I was actually going to write about something totally different this week, but last night while I was putting the babies to bed I heard something that changed my mind.
I was listening to the Freakanomics podcast, and if you read last week’s article, you know I listen to podcasts a lot. Anyway, one of the topics that came up during the episode was ‘where does fat go when you lose weight?’
Since I’m helping people lose weight all the time, this should be something that I know, but to be honest, I’d never really focused on the actual chemical process of what happens when the body burns fat.
Like most people, I’d just assumed it got burned off in the form of energy. That wasn’t the case.
Apparently I wasn’t the only one that hadn’t really thought about it too much. It wasn’t until late last year (2014) that Prof. Andrew Brown and Ruben Meerman, from University of New South Wales, finally did the calculations on known biochemistry and published their study in the British Medical Journal.
What do the “experts” think?
Not only did they reveal the biochemistry of how fat gets broken down but they also revealed that most health professionals (doctors, trainers and nutritionists) had no idea what was really happening.
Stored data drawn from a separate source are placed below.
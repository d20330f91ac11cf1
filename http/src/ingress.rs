//! # Ingress Module - HTTP Entry Point
//!
//! `HttpIngress` is the transport adapter, not a web server: every `POST`
//! on any path is one engine dispatch.
//!
//! ## API Surface
//!
//! - `bind(addr)` - where to listen
//! - `compress(bool)` / `max_body_bytes(n)` - body handling
//! - `run()` / `run_with_shutdown(signal)` - accept loop
//! - `into_service()` - escape hatch to the raw hyper service

use hyper::server::conn::http1;
use hyper_util::rt::TokioIo;
use std::future::Future;
use std::net::SocketAddr;
use thiserror::Error;
use tokio::net::TcpListener;

use callo_runtime::Engine;

use crate::config::HttpConfig;
use crate::service::CalloService;

#[derive(Error, Debug)]
pub enum IngressError {
    #[error("invalid bind address {addr:?}: {source}")]
    Addr {
        addr: String,
        #[source]
        source: std::net::AddrParseError,
    },
    #[error("listener error: {0}")]
    Io(#[from] std::io::Error),
}

/// HTTP ingress for one engine.
pub struct HttpIngress {
    engine: Engine,
    config: HttpConfig,
}

impl HttpIngress {
    pub fn new(engine: Engine) -> Self {
        Self {
            engine,
            config: HttpConfig::default(),
        }
    }

    pub fn config(mut self, config: HttpConfig) -> Self {
        self.config = config;
        self
    }

    /// Set the bind address for the server.
    pub fn bind(mut self, addr: impl Into<String>) -> Self {
        self.config.bind = addr.into();
        self
    }

    pub fn compress(mut self, enabled: bool) -> Self {
        self.config.compress = enabled;
        self
    }

    pub fn max_body_bytes(mut self, limit: usize) -> Self {
        self.config.max_body_bytes = limit;
        self
    }

    pub fn into_service(self) -> CalloService {
        CalloService::new(self.engine, self.config)
    }

    /// Run until the process is interrupted (Ctrl-C).
    pub async fn run(self) -> Result<(), IngressError> {
        self.run_with_shutdown(async {
            if let Err(err) = tokio::signal::ctrl_c().await {
                tracing::error!(error = %err, "Failed to listen for shutdown signal");
                std::future::pending::<()>().await;
            }
        })
        .await
    }

    /// Bind the configured address and serve until `shutdown` resolves.
    pub async fn run_with_shutdown(
        self,
        shutdown: impl Future<Output = ()> + Send,
    ) -> Result<(), IngressError> {
        let addr: SocketAddr = self.config.bind.parse().map_err(|source| IngressError::Addr {
            addr: self.config.bind.clone(),
            source,
        })?;
        let listener = TcpListener::bind(addr).await?;
        self.serve(listener, shutdown).await
    }

    /// Serve on an already bound listener until `shutdown` resolves.
    /// In-flight connections are left to finish on their own tasks.
    pub async fn serve(
        self,
        listener: TcpListener,
        shutdown: impl Future<Output = ()> + Send,
    ) -> Result<(), IngressError> {
        let local = listener.local_addr()?;
        let service = self.into_service();
        tracing::info!("Callo HTTP ingress listening on http://{}", local);

        tokio::pin!(shutdown);
        loop {
            let (stream, peer) = tokio::select! {
                accepted = listener.accept() => match accepted {
                    Ok(conn) => conn,
                    Err(err) => {
                        tracing::warn!(error = %err, "Failed to accept connection");
                        continue;
                    }
                },
                _ = &mut shutdown => {
                    tracing::info!("Shutdown signal received; no longer accepting connections");
                    return Ok(());
                }
            };

            let io = TokioIo::new(stream);
            let service = service.clone();
            tokio::task::spawn(async move {
                if let Err(err) = http1::Builder::new().serve_connection(io, service).await {
                    tracing::debug!(%peer, "Error serving connection: {:?}", err);
                }
            });
        }
    }
}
I, along with most of all doctors, trainers and dieticians that were surveyed thought that the fat was turned into energy or heat. Brown and Meerman say that this “violates the law of conservation of mass.” (You know, that old E=MC2 formula from Einstein.)
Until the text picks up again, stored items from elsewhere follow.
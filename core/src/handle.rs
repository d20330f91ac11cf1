//! Handle - the Signal API given to every handler invocation.
//!
//! Signals are advisory completions, not calls: emitting one tells the
//! engine what to do once the handler is done with this step. Only the
//! first signal counts. The state view is sealed at the same moment.

use crate::signal::{ActionId, Signal, action};
use crate::state::State;
use parking_lot::Mutex;
use serde_json::Value;
use std::sync::Arc;
use tokio::sync::oneshot;

struct HandleInner {
    slot: usize,
    state: State,
    completion: Mutex<Option<oneshot::Sender<Signal>>>,
}

/// Single-use signal emitter bound to one handler invocation.
///
/// Cloning is cheap; all clones share the same completion channel, so a
/// handler may move a clone into a spawned task and signal from there.
#[derive(Clone)]
pub struct Handle {
    inner: Arc<HandleInner>,
}

impl Handle {
    /// Create a handle for the handler at `slot`, returning the receiver
    /// the engine awaits.
    pub fn new(slot: usize, state: State) -> (Self, oneshot::Receiver<Signal>) {
        let (tx, rx) = oneshot::channel();
        let handle = Self {
            inner: Arc::new(HandleInner {
                slot,
                state,
                completion: Mutex::new(Some(tx)),
            }),
        };
        (handle, rx)
    }

    /// Table slot of the handler this handle belongs to.
    pub fn slot(&self) -> usize {
        self.inner.slot
    }

    /// Whether a signal has already been emitted.
    pub fn is_signaled(&self) -> bool {
        self.inner.completion.lock().is_none()
    }

    /// Emit `signal`. Returns `false` if this handle already signaled.
    pub fn emit(&self, signal: Signal) -> bool {
        let Some(tx) = self.inner.completion.lock().take() else {
            tracing::warn!(
                slot = self.inner.slot,
                signal = signal.kind(),
                "Cannot submit another signal from the same handler; ignored"
            );
            return false;
        };

        self.inner.state.seal();

        if tx.send(signal).is_err() {
            // Engine gave up on this step (timeout); nothing is listening.
            tracing::debug!(slot = self.inner.slot, "Signal emitted after engine stopped waiting");
        }
        true
    }

    /// Continue with the next handler.
    pub fn next(&self) -> bool {
        self.emit(Signal::Next)
    }

    /// End the flow, replying with `data`. No state is returned.
    pub fn end(&self, data: impl Into<Value>) -> bool {
        self.emit(Signal::End { data: payload(data.into()) })
    }

    /// Reply with `action`/`data`; the returned token resumes at the next handler.
    pub fn order(&self, action: impl Into<ActionId>, data: impl Into<Value>) -> bool {
        let action = checked_action(action.into());
        self.emit(Signal::Order {
            action,
            data: payload(data.into()),
        })
    }

    /// Reply with `action`/`data`; the returned token re-runs this handler.
    pub fn order_replay(&self, action: impl Into<ActionId>, data: impl Into<Value>) -> bool {
        self.order_rewind(0, action, data)
    }

    /// Reply with `action`/`data`; the returned token resumes `count` handlers back.
    pub fn order_rewind(
        &self,
        count: usize,
        action: impl Into<ActionId>,
        data: impl Into<Value>,
    ) -> bool {
        let action = checked_action(action.into());
        self.emit(Signal::OrderRewind {
            action,
            data: payload(data.into()),
            count,
        })
    }

    /// Reply with `action`/`data`; the returned token skips the next handler.
    pub fn order_skip(&self, action: impl Into<ActionId>, data: impl Into<Value>) -> bool {
        self.order_jump(2, action, data)
    }

    /// Reply with `action`/`data`; the returned token resumes `count` handlers ahead.
    pub fn order_jump(
        &self,
        count: usize,
        action: impl Into<ActionId>,
        data: impl Into<Value>,
    ) -> bool {
        let action = checked_action(action.into());
        self.emit(Signal::OrderJump {
            action,
            data: payload(data.into()),
            count,
        })
    }

    /// Run this handler again, within the same request.
    pub fn replay(&self) -> bool {
        self.rewind(0)
    }

    /// Continue with the handler `count` slots back, within the same request.
    pub fn rewind(&self, count: usize) -> bool {
        self.emit(Signal::Rewind { count })
    }

    /// Skip the next handler.
    pub fn skip(&self) -> bool {
        self.jump(2)
    }

    /// Continue with the handler `count` slots ahead, within the same request.
    pub fn jump(&self, count: usize) -> bool {
        self.emit(Signal::Jump { count })
    }
}

impl std::fmt::Debug for Handle {
    fn fmt(&self, f: &mut std::fmt::Formatter<'_>) -> std::fmt::Result {
        f.debug_struct("Handle")
            .field("slot", &self.inner.slot)
            .field("signaled", &self.is_signaled())
            .finish()
    }
}

/// `null` means "no data" on the wire.
fn payload(data: Value) -> Option<Value> {
    match data {
        Value::Null => None,
        data => Some(data),
    }
}

fn checked_action(tag: ActionId) -> ActionId {
    if action::is_reserved(&tag) {
        tracing::warn!(action = %tag, "Handler ordered with a reserved action tag");
    }
    tag
}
“We suspect this misconception is caused by the “energy in/energy out” mantra and the focus on energy production”
Some though it was turned into sweat, urine or feces and others though it became muscle.
Hindsight is 20/20 and when I thought about this, when you sleep you don’t use a lot of energy and are not using the bathroom (hopefully) or sweating away pounds from your body. Yet when people wake up, they are a few pounds lighter than when they went to sleep. Something else had to be happening.
So What REALLY Happens?
The simple answer is that you breathe out most of the fat. Yes, it sounds strange, so let me drop a little science on you. (A simplified version.)
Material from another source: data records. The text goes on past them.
//! # Callo Runtime
//!
//! Startup registration, the session codec and the per-request engine.
//! Protocol adapters hand the engine a [`Request`] and serialize the
//! [`Response`] it returns.

pub mod builder;
pub mod codec;
pub mod config;
pub mod engine;
pub mod message;

pub use builder::{Callo, CalloBuilder, StartupError};
pub use codec::{Secret, SessionCodec, SessionKey, TokenError};
pub use config::{ConfigError, CryptConfig, EngineConfig};
pub use engine::{Engine, StepFailure};
pub use message::{FailureKind, Request, Response};

pub mod prelude {
    pub use crate::builder::Callo;
    pub use crate::engine::Engine;
    pub use crate::message::{Request, Response};
    pub use callo_core::prelude::*;
}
Body fat is made up of carbon, hydrogen and oxygen. When we breathe oxygen from the air, the fat becomes oxidized and turns into carbon dioxide (CO2) and water (H20.)
The carbon dioxide is exhaled by our lungs and the water is excreted in our sweat, urine, feces and other bodily fluids.
So to burn 10kg (22 lbs.) of fat you would need to breathe in 29kg (63.9 lbs.) of oxygen. That 10kg of fat will turn into 8.4 kg (18.5 lbs.) of carbon dioxide and 1.6 kg (3.5 lbs.) of water. (When you include the 29 kg of oxygen that equates to 19.6 kg of carbon dioxide and 9.4 kg of water.)
That is a lot of air you need to breathe to lose weight.
They say their calculations do not take into account that under certain conditions fat may be converted to ketone bodies and used for energy.
Should this change the way you lose weight?
Meeman says exercise is still required. “The breathing faster is definitely what you need to do, but you have to do it because your body needs to get rid of more carbon dioxide because you’re exercising.”
If you are simply breathing in more oxygen than your body needs that is hyperventilation and if you do that for too long you’ll eventually faint.
So exercise is still key because you need to give your body a reason to inhale more oxygen. Yes, cardio will make you breathe faster, but don’t forget the weights. If you’ve ever done a good set of squats or deadlifts, you know how much harder you are breathing when you are done.
Let’s also not forget your nutrition. Removing carbon from the body is the key to losing fat. If you are taking in carbon from your food faster than you are burning it, you will gain weight. So diet is still key.
This also means that building muscle is still important for fat loss. More muscle will require your body to get more oxygen throughout the day. This means you’ll be oxidizing more fat and exhaling more carbon dioxide, even while resting.
Take Away Message
So while I thought this was interesting it doesn’t really change too much of what you need to do to lose fat. You still need to eat healthy and work out. Yup, the hard work and consistency still matter.
Nutrition is still number one and if you want to learn how lose weight fast, it’s going to come down to eating the right foods.
This does, however, clear up some misconceptions that I and many others had about what happens to fat when you “burn” it.
So, I hope you enjoyed this bit of biochemistry. If you liked my summary and want to take a look at the original article from the December 2014 edition of the BJM, you can check it out here. They go over the science with a bit more chemistry involved.
Thanks for reading. Now get to the gym and SMASH IT!!!